What Is Your Metabolism?
Many people only really hear the word "metabolism" in the context of weight loss, but in reality, your metabolism does so much more than that. Your metabolism is responsible for maintaining all of your body's basic functions. Some of these functions include:
- blood circulation,
- growing and repairing cells,
- digesting food,
- regulating body temperature, and
- managing hormone levels.
Your metabolism refers to the chemical process that your body uses to convert external calories (from what you eat and drink) into energy that your body needs to function.
The number of calories your body needs to function while resting varies from person to person. This minimum number of calories is called your basal metabolic rate (BMR). Individuals with fast metabolisms will burn more calories (or have a higher BMR) than individuals with slow metabolisms.

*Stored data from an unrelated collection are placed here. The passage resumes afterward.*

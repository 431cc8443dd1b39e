//! Cached modules and specifier resolution
//!
//! A [`CacheModule`] is one hashed file under `<root>/<scheme>/<host>/`.
//! Its URL is recovered from the origin's manifest, and import specifiers
//! found inside it are resolved to other cached modules through the same
//! manifests. Every miss is a plain `None`: an import that was never fetched
//! into the cache is a normal outcome.

use std::fmt;
use std::path::{Path, PathBuf};
use std::sync::Arc;

use tracing::{debug, trace};
use url::Url;

use crate::cache::manifest::{FsManifestLoader, ManifestLoader, OriginManifest, MANIFEST_FILE};
use crate::cache::root::{CacheRootError, CacheRootLocator, DenoDir, FixedRoot};
use crate::cache::specifier::Specifier;
use crate::core::paths::{file_name_str, origin_from_dir, posix_dirname, posix_resolve};

/// The injected context every resolution runs against.
///
/// Cloning is cheap; each [`CacheModule`] carries one so it can hand
/// targets back to [`CacheModule::create`].
#[derive(Clone)]
pub struct Resolver {
    locator: Arc<dyn CacheRootLocator>,
    loader: Arc<dyn ManifestLoader>,
}

impl Resolver {
    pub fn new(
        locator: impl CacheRootLocator + 'static,
        loader: impl ManifestLoader + 'static,
    ) -> Self {
        Self {
            locator: Arc::new(locator),
            loader: Arc::new(loader),
        }
    }

    /// Resolver over a fixed `deps` directory reading manifests from disk
    pub fn with_root(root: impl Into<PathBuf>) -> Self {
        Self::new(FixedRoot::new(root), FsManifestLoader)
    }

    /// Resolver over `$DENO_DIR/deps` (or the platform default)
    pub fn from_env() -> Result<Self, CacheRootError> {
        Ok(Self::new(DenoDir::from_env()?, FsManifestLoader))
    }

    pub fn cache_root(&self) -> &Path {
        self.locator.cache_root()
    }

    /// `<root>/<scheme>/<host>`
    pub fn origin_dir(&self, scheme: &str, host: &str) -> PathBuf {
        self.cache_root().join(scheme).join(host)
    }

    /// Load the manifest of an origin directory
    pub fn load_manifest(&self, origin_dir: &Path) -> Option<Arc<OriginManifest>> {
        self.loader.load(&origin_dir.join(MANIFEST_FILE))
    }

    /// Build the module for a cache file, see [`CacheModule::create`]
    pub fn create(&self, filepath: impl Into<PathBuf>) -> Option<CacheModule> {
        CacheModule::create(self, filepath)
    }

    /// Find the cached module for a fully-qualified http(s) URL.
    ///
    /// The origin is taken from the URL itself, so this works across origins
    /// and without a referrer module.
    pub fn resolve_url(&self, specifier: &str) -> Option<CacheModule> {
        let url = match Url::parse(specifier) {
            Ok(url) => url,
            Err(e) => {
                debug!("Invalid URL specifier {:?}: {}", specifier, e);
                return None;
            }
        };

        if !matches!(url.scheme(), "http" | "https") {
            trace!("Unsupported scheme in {}", url);
            return None;
        }

        let host = url.host_str()?;
        let origin_dir = self.origin_dir(url.scheme(), host);
        let manifest = self.load_manifest(&origin_dir)?;

        let mut path_and_query = url.path().to_string();
        if let Some(query) = url.query().filter(|q| !q.is_empty()) {
            path_and_query.push('?');
            path_and_query.push_str(query);
        }

        let Some(hash) = manifest.get_hash_from_url_path(&path_and_query) else {
            trace!("{} not in manifest of {}", path_and_query, origin_dir.display());
            return None;
        };

        CacheModule::create(self, origin_dir.join(hash))
    }
}

impl fmt::Debug for Resolver {
    fn fmt(&self, f: &mut fmt::Formatter<'_>) -> fmt::Result {
        f.debug_struct("Resolver")
            .field("cache_root", &self.cache_root())
            .finish_non_exhaustive()
    }
}

/// One module file inside the cache
#[derive(Clone)]
pub struct CacheModule {
    filepath: PathBuf,
    url: String,
    origin: String,
    manifest: Arc<OriginManifest>,
    resolver: Resolver,
}

impl CacheModule {
    /// Build the module for `filepath`, which must be `<root>/<scheme>/<host>/<hash>`.
    ///
    /// Returns `None` when the path is outside the cache root, the origin
    /// manifest is missing or unreadable, or the hash is not listed in it.
    pub fn create(resolver: &Resolver, filepath: impl Into<PathBuf>) -> Option<Self> {
        let filepath = filepath.into();
        let root = resolver.cache_root();

        if !filepath.starts_with(root) {
            trace!("{} is outside {}", filepath.display(), root.display());
            return None;
        }

        let hash = file_name_str(&filepath)?;
        let origin_dir = filepath.parent()?;
        let origin = origin_from_dir(origin_dir, root)?;

        let manifest = resolver.load_manifest(origin_dir)?;
        let Some(path_and_query) = manifest.get_url_path_from_hash(hash) else {
            trace!("hash {} not in manifest of {}", hash, origin);
            return None;
        };

        let url = format!("{}{}", origin, path_and_query);
        Some(Self {
            filepath,
            url,
            origin,
            manifest,
            resolver: resolver.clone(),
        })
    }

    /// Location of the cached content on disk
    pub fn filepath(&self) -> &Path {
        &self.filepath
    }

    /// The URL this file was fetched from
    pub fn url(&self) -> &str {
        &self.url
    }

    /// `scheme://host` of the URL
    pub fn origin(&self) -> &str {
        &self.origin
    }

    /// Content hash, i.e. the file name
    pub fn hash(&self) -> &str {
        file_name_str(&self.filepath).unwrap_or_default()
    }

    pub fn manifest(&self) -> &OriginManifest {
        &self.manifest
    }

    fn origin_dir(&self) -> &Path {
        self.filepath
            .parent()
            .unwrap_or_else(|| self.resolver.cache_root())
    }

    /// Resolve an import specifier written inside this module.
    ///
    /// - `/npm:tough-cookie@3?dew` is looked up verbatim in this origin's manifest
    /// - `./sub/mod.ts` is resolved against this module's URL path
    /// - `https://example.com/mod.ts` is looked up in that URL's own origin
    ///
    /// Anything else (bare names) does not resolve.
    pub fn resolve_module(&self, module_name: &str) -> Option<CacheModule> {
        match Specifier::classify(module_name) {
            Specifier::CacheAbsolute(path) => self.resolve_url_path(path),
            Specifier::Relative(relative) => {
                let current = Url::parse(&self.url).ok()?;
                let target = posix_resolve(posix_dirname(current.path()), relative);
                self.resolve_url_path(&target)
            }
            Specifier::Url(url) => self.resolver.resolve_url(url),
            Specifier::Bare(name) => {
                trace!("Bare specifier {:?} is not resolved from the cache", name);
                None
            }
        }
    }

    /// Look up a URL path+query in this module's own origin
    fn resolve_url_path(&self, url_path: &str) -> Option<CacheModule> {
        let Some(hash) = self.manifest.get_hash_from_url_path(url_path) else {
            trace!("{} not in manifest of {}", url_path, self.origin);
            return None;
        };
        CacheModule::create(&self.resolver, self.origin_dir().join(hash))
    }
}

impl fmt::Debug for CacheModule {
    fn fmt(&self, f: &mut fmt::Formatter<'_>) -> fmt::Result {
        f.debug_struct("CacheModule")
            .field("filepath", &self.filepath)
            .field("url", &self.url)
            .finish_non_exhaustive()
    }
}

impl PartialEq for CacheModule {
    fn eq(&self, other: &Self) -> bool {
        self.filepath == other.filepath && self.url == other.url
    }
}

impl Eq for CacheModule {}
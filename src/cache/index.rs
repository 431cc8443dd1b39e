//! Cache index - Enumerate origins and modules under the cache root

use std::path::PathBuf;
use std::sync::Arc;

use tracing::debug;
use walkdir::WalkDir;

use crate::cache::manifest::{OriginManifest, MANIFEST_FILE};
use crate::cache::module::{CacheModule, Resolver};
use crate::core::paths::origin_from_dir;

/// `<root>/<scheme>/<host>/manifest.json`
const MANIFEST_DEPTH: usize = 3;

/// One origin directory found in the cache
#[derive(Debug, Clone)]
pub struct OriginEntry {
    /// `scheme://host`
    pub origin: String,
    pub dir: PathBuf,
    /// `None` when the manifest exists but does not load
    pub manifest: Option<Arc<OriginManifest>>,
}

impl OriginEntry {
    fn matches(&self, filter: &str) -> bool {
        self.origin.contains(filter)
    }

    /// Modules of this origin whose hash file is present on disk
    fn modules(&self, resolver: &Resolver) -> Vec<CacheModule> {
        let Some(manifest) = &self.manifest else {
            return Vec::new();
        };
        manifest
            .entries()
            .map(|(hash, _)| self.dir.join(hash))
            .filter(|path| path.is_file())
            .filter_map(|path| CacheModule::create(resolver, path))
            .collect()
    }
}

/// Read-only view over everything in the cache
pub struct CacheIndex<'a> {
    resolver: &'a Resolver,
}

impl<'a> CacheIndex<'a> {
    pub fn new(resolver: &'a Resolver) -> Self {
        Self { resolver }
    }

    /// All origin directories holding a manifest, sorted by origin
    pub fn origins(&self) -> Vec<OriginEntry> {
        let root = self.resolver.cache_root();
        let mut origins: Vec<OriginEntry> = WalkDir::new(root)
            .min_depth(MANIFEST_DEPTH)
            .max_depth(MANIFEST_DEPTH)
            .into_iter()
            .filter_map(|entry| match entry {
                Ok(entry) => Some(entry),
                Err(e) => {
                    debug!("Skipping unreadable cache entry: {}", e);
                    None
                }
            })
            .filter(|entry| entry.file_type().is_file() && entry.file_name() == MANIFEST_FILE)
            .filter_map(|entry| {
                let dir = entry.path().parent()?.to_path_buf();
                let origin = origin_from_dir(&dir, root)?;
                let manifest = self.resolver.load_manifest(&dir);
                Some(OriginEntry {
                    origin,
                    dir,
                    manifest,
                })
            })
            .collect();

        origins.sort_by(|a, b| a.origin.cmp(&b.origin));
        origins
    }

    /// Every cached module, sorted by URL.
    ///
    /// `filter` keeps origins whose `scheme://host` contains it.
    pub fn modules(&self, filter: Option<&str>) -> Vec<CacheModule> {
        let origins: Vec<OriginEntry> = self
            .origins()
            .into_iter()
            .filter(|o| filter.map_or(true, |f| o.matches(f)))
            .collect();

        #[cfg(feature = "parallel")]
        let mut modules: Vec<CacheModule> = {
            use rayon::prelude::*;
            origins
                .par_iter()
                .flat_map_iter(|o| o.modules(self.resolver))
                .collect()
        };

        #[cfg(not(feature = "parallel"))]
        let mut modules: Vec<CacheModule> = origins
            .iter()
            .flat_map(|o| o.modules(self.resolver))
            .collect();

        modules.sort_by(|a, b| a.url().cmp(b.url()));
        modules
    }
}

What Does "Metabolic Health" Mean?
Now that you know what your metabolism is and what it does, you may be wondering what "metabolic health" is. Unsurprisingly, the term refers to the overall efficiency of your metabolism. Clinically speaking, however, this term is measured by achieving optimal levels in the following five markers.
These markers are:
- Blood sugar
- High-density lipoprotein (HDL) cholesterol
- Blood pressure
- Waist circumference
When people have three or more of the following traits, they are said to have metabolic syndrome.
- Fasting glucose levels above 100 mg/dL
- Triglycerides above 150 mg/dL
- HDL cholesterol levels of less than 40 mg/dL
- High blood pressure (which means 130/85 or higher)
- A waistline of 35 inches or higher (women) or 40 inches or higher (men)
What Factors Affect Your Metabolism?
Since metabolism is such an important part of our daily lives and how we continue to function as human beings, it is not surprising that a number of factors can contribute to its health (or lack thereof).
Some of these factors include:
- Muscle mass - One of the largest factors in the speed and efficiency of your metabolism is your muscle mass. Building and maintaining muscle mass takes much more energy than maintaining fat. Because of this, individuals with more muscle mass tend to have faster metabolisms since they have to burn more calories.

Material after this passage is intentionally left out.